Activity
Lines that include the word "Newline" should be copied from the listing that follows.

* * * * *

use std::fmt;

use serde::{Deserialize, Serialize};

/// Token types produced by the wiki-markup lexer.
#[derive(Debug, Clone, PartialEq, Eq, Serialize, Deserialize)]
pub enum Token {
    /// A run of plain text.
    Text(String),
    /// A run of `=` characters (heading delimiter when it opens or closes a line).
    Equals(usize),
    /// The link opener.
    LinkOpen, // [[
    /// The link closer.
    LinkClose, // ]]
    /// The link label separator.
    Pipe, // |
    /// A line break.
    Newline,
    /// The end of the input.
    Eof,
}

impl fmt::Display for Token {
    fn fmt(&self, f: &mut fmt::Formatter<'_>) -> fmt::Result {
        match self {
            Token::Text(s) => write!(f, "{s}"),
            Token::Equals(n) => write!(f, "{}", "=".repeat(*n)),
            Token::LinkOpen => write!(f, "[["),
            Token::LinkClose => write!(f, "]]"),
            Token::Pipe => write!(f, "|"),
            Token::Newline => writeln!(f),
            Token::Eof => write!(f, "EOF"),
        }
    }
}

/// Byte position in the source markup.
#[derive(Debug, Clone, Copy, PartialEq, Eq)]
pub struct Span {
    pub start: usize,
    pub end: usize,
}

/// A token with its source position.
#[derive(Debug, Clone, PartialEq)]
pub struct SpannedToken {
    pub token: Token,
    pub span: Span,
}

/// Lexer error.
#[derive(Debug, thiserror::Error)]
pub enum LexError {
    #[error("unterminated link starting at position {0}")]
    UnterminatedLink(usize),
    #[error("nested link at position {0}")]
    NestedLink(usize),
}

/// Tokenize wiki markup into a sequence of tokens.
///
/// Everything that is not link or heading syntax becomes `Text`; `\r\n` is
/// folded into a single `Newline`.
pub fn tokenize(input: &str) -> Result<Vec<SpannedToken>, LexError> {
    let mut tokens = Vec::new();
    let bytes = input.as_bytes();
    let mut pos = 0;
    let mut text_start: Option<usize> = None;
    let mut open_link: Option<usize> = None;

    let flush = |tokens: &mut Vec<SpannedToken>, text_start: &mut Option<usize>, end: usize| {
        if let Some(start) = text_start.take() {
            tokens.push(SpannedToken {
                token: Token::Text(input[start..end].to_string()),
                span: Span { start, end },
            });
        }
    };

    while pos < bytes.len() {
        let start = pos;
        let token = match bytes[pos] {
            b'[' if bytes.get(pos + 1) == Some(&b'[') => {
                if open_link.is_some() {
                    return Err(LexError::NestedLink(pos));
                }
                open_link = Some(pos);
                pos += 2;
                Token::LinkOpen
            }
            b']' if bytes.get(pos + 1) == Some(&b']') && open_link.is_some() => {
                open_link = None;
                pos += 2;
                Token::LinkClose
            }
            b'|' if open_link.is_some() => {
                pos += 1;
                Token::Pipe
            }
            b'=' => {
                while pos < bytes.len() && bytes[pos] == b'=' {
                    pos += 1;
                }
                Token::Equals(pos - start)
            }
            b'\r' if bytes.get(pos + 1) == Some(&b'\n') => {
                pos += 2;
                Token::Newline
            }
            b'\n' => {
                pos += 1;
                Token::Newline
            }
            _ => {
                if text_start.is_none() {
                    text_start = Some(pos);
                }
                // Advance a whole UTF-8 character so slices stay on boundaries.
                pos += input[pos..].chars().next().map_or(1, char::len_utf8);
                continue;
            }
        };

        if matches!(token, Token::Newline) {
            if let Some(link_start) = open_link {
                return Err(LexError::UnterminatedLink(link_start));
            }
        }

        flush(&mut tokens, &mut text_start, start);
        tokens.push(SpannedToken {
            token,
            span: Span { start, end: pos },
        });
    }

    if let Some(link_start) = open_link {
        return Err(LexError::UnterminatedLink(link_start));
    }
    flush(&mut tokens, &mut text_start, pos);

    tokens.push(SpannedToken {
        token: Token::Eof,
        span: Span {
            start: pos,
            end: pos,
        },
    });

    Ok(tokens)
}
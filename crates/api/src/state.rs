use std::sync::Arc;

use kb_core::DocumentService;
use sqlx::PgPool;

use crate::config::AppConfig;

/// Shared application state, passed to all handlers via Axum's `State` extractor.
/// Wrapped in `Arc` so cloning is cheap.
#[derive(Clone)]
pub struct AppState {
    inner: Arc<InnerState>,
}

struct InnerState {
    service: DocumentService,
    config: AppConfig,
    /// Present when the service runs on Postgres.
    pool: Option<PgPool>,
}

impl AppState {
    pub fn new(service: DocumentService, config: AppConfig, pool: Option<PgPool>) -> Self {
        Self {
            inner: Arc::new(InnerState {
                service,
                config,
                pool,
            }),
        }
    }

    pub fn service(&self) -> &DocumentService {
        &self.inner.service
    }

    pub fn config(&self) -> &AppConfig {
        &self.inner.config
    }

    pub fn pool(&self) -> Option<&PgPool> {
        self.inner.pool.as_ref()
    }
}
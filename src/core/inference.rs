//! ONNX Runtime session management for the recognition model.
//!
//! The session is built once from the model bytes and reused for every
//! inference call. ONNX Runtime does not document concurrent `run` on a
//! shared session as safe, so calls are serialized behind a mutex.

use crate::core::errors::{OcrError, OcrResult};
use ndarray::{Array3, Array4, ArrayView3};
use ort::logging::LogLevel;
use ort::session::Session;
use ort::value::TensorRef;
use std::path::{Path, PathBuf};
use std::sync::Mutex;

/// Default name of the model's single input slot.
pub const DEFAULT_INPUT_NAME: &str = "input1";

/// A loaded, ready-to-run instance of the pre-trained recognition model.
///
/// Owns the ONNX Runtime resources for its lifetime; dropping the session
/// releases them.
pub struct RecognitionSession {
    session: Mutex<Session>,
    input_name: String,
    model_path: PathBuf,
}

impl std::fmt::Debug for RecognitionSession {
    fn fmt(&self, f: &mut std::fmt::Formatter<'_>) -> std::fmt::Result {
        f.debug_struct("RecognitionSession")
            .field("input_name", &self.input_name)
            .field("model_path", &self.model_path)
            .finish()
    }
}

impl RecognitionSession {
    /// Builds a session from model bytes already read from `model_path`.
    ///
    /// The path is kept for diagnostics only; the caller is responsible for
    /// reading the configured location exactly once. Empty or malformed
    /// bytes fail with [`OcrError::ModelLoad`].
    pub fn from_bytes(
        model_bytes: &[u8],
        model_path: impl AsRef<Path>,
        input_name: Option<&str>,
    ) -> OcrResult<Self> {
        let path = model_path.as_ref();
        if model_bytes.is_empty() {
            return Err(OcrError::model_load(path, "model file is empty", None));
        }

        let session = Session::builder()
            .and_then(|builder| builder.with_log_level(LogLevel::Error))
            .and_then(|builder| builder.commit_from_memory(model_bytes))
            .map_err(|e| {
                OcrError::model_load(path, "failed to create ONNX session", Some(e))
            })?;

        Ok(Self {
            session: Mutex::new(session),
            input_name: input_name.unwrap_or(DEFAULT_INPUT_NAME).to_string(),
            model_path: path.to_path_buf(),
        })
    }

    /// Returns the model path this session was loaded from.
    pub fn model_path(&self) -> &Path {
        &self.model_path
    }

    /// Returns the input slot name the tensor is bound to.
    pub fn input_name(&self) -> &str {
        &self.input_name
    }

    /// Runs the model on a `[1, 1, height, width]` input tensor and returns
    /// the `[sequence, 1, vocabulary]` output.
    ///
    /// Output dimensions are read from the tensor produced by the model, not
    /// hard-coded, so vocabulary or sequence-length changes across model
    /// variants are picked up automatically. Returns `Ok(None)` when the
    /// model declares no outputs: that is a model-contract mismatch the
    /// caller can still act on, so it is reported and downgraded to an
    /// absent result rather than an error.
    pub fn run(&self, input: &Array4<f32>) -> OcrResult<Option<Array3<f32>>> {
        let input_shape = input.shape().to_vec();

        let input_tensor = TensorRef::from_array_view(input.view()).map_err(|e| {
            OcrError::inference(
                format!("failed to bind input tensor with shape {input_shape:?}"),
                e,
            )
        })?;
        let inputs = ort::inputs![self.input_name.as_str() => input_tensor];

        let mut session = self.session.lock().map_err(|_| OcrError::SessionPoisoned)?;

        let output_name = match session.outputs.first() {
            Some(output) => output.name.clone(),
            None => {
                tracing::error!(
                    "model '{}' declares no outputs",
                    self.model_path.display()
                );
                return Ok(None);
            }
        };

        let outputs = session.run(inputs).map_err(|e| {
            OcrError::inference(
                format!(
                    "forward pass failed for input '{}' with shape {:?}",
                    self.input_name, input_shape
                ),
                e,
            )
        })?;

        let (output_shape, output_data) = outputs[output_name.as_str()]
            .try_extract_tensor::<f32>()
            .map_err(|e| {
                OcrError::inference(
                    format!("failed to extract output '{output_name}' as f32"),
                    e,
                )
            })?;

        if output_shape.len() != 3 {
            return Err(OcrError::unexpected_output(format!(
                "expected a 3D [sequence, 1, vocabulary] tensor, got {}D with shape {:?}",
                output_shape.len(),
                output_shape
            )));
        }

        let sequence_len = output_shape[0] as usize;
        let batch = output_shape[1] as usize;
        let vocab_size = output_shape[2] as usize;

        tracing::debug!(
            "inference produced output '{}' with shape [{}, {}, {}]",
            output_name,
            sequence_len,
            batch,
            vocab_size
        );

        let view = ArrayView3::from_shape((sequence_len, batch, vocab_size), output_data)?;
        Ok(Some(view.to_owned()))
    }
}
//! # captcha-reader
//!
//! A captcha OCR library built on ONNX Runtime. The model itself is an
//! opaque predictor; this crate provides the deterministic, bit-exact
//! pipeline around it:
//!
//! - **Normalization**: image bytes are resized to a fixed height of 64
//!   (width follows the aspect ratio), grayscaled, and scaled into a flat
//!   `[-1, 1]` float buffer shaped `[1, 1, height, width]`.
//! - **Inference**: the tensor is bound to the model's single input slot and
//!   run through a lazily loaded, cached session.
//! - **Decoding**: the `[sequence, 1, vocabulary]` output is reduced by
//!   per-position argmax and mapped through a fixed JSON charset, with the
//!   blank class (id 0) filtered out.
//!
//! Both read operations are async and cancellable, and a single reader
//! instance can serve concurrent calls: the model and charset are each
//! loaded exactly once even when first use races.
//!
//! ## Quick start
//!
//! ```rust,no_run
//! use captcha_reader::prelude::*;
//! use std::path::Path;
//!
//! # #[tokio::main]
//! # async fn main() -> Result<(), OcrError> {
//! let reader = CaptchaReader::new(ReaderConfig::default());
//! let cancel = CancellationToken::new();
//!
//! if let Some(text) = reader
//!     .read_text_from_path(Path::new("captcha.jpg"), &cancel)
//!     .await?
//! {
//!     println!("{text}");
//! }
//! # Ok(())
//! # }
//! ```
//!
//! ## Modules
//!
//! * [`core`] - Error taxonomy and the ONNX session manager
//! * [`processors`] - Image normalization and argmax decoding
//! * [`reader`] - The `OcrReader` facade and its configuration
//! * [`utils`] - The charset registry

pub mod core;
pub mod processors;
pub mod reader;
pub mod utils;

/// Commonly used types for working with the reader.
pub mod prelude {
    pub use crate::core::{OcrError, OcrResult, RecognitionSession};
    pub use crate::processors::{argmax_sequence, CaptchaNormalizer, NormalizedImage};
    pub use crate::reader::{ByteSource, CaptchaReader, FsByteSource, OcrReader, ReaderConfig};
    pub use crate::utils::Charset;
    pub use tokio_util::sync::CancellationToken;
}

* * * * *

Task answer
    Newline,
            Token::Newline => writeln!(f),
/// folded into a single `Newline`.
                Token::Newline
                Token::Newline
        if matches!(token, Token::Newline) {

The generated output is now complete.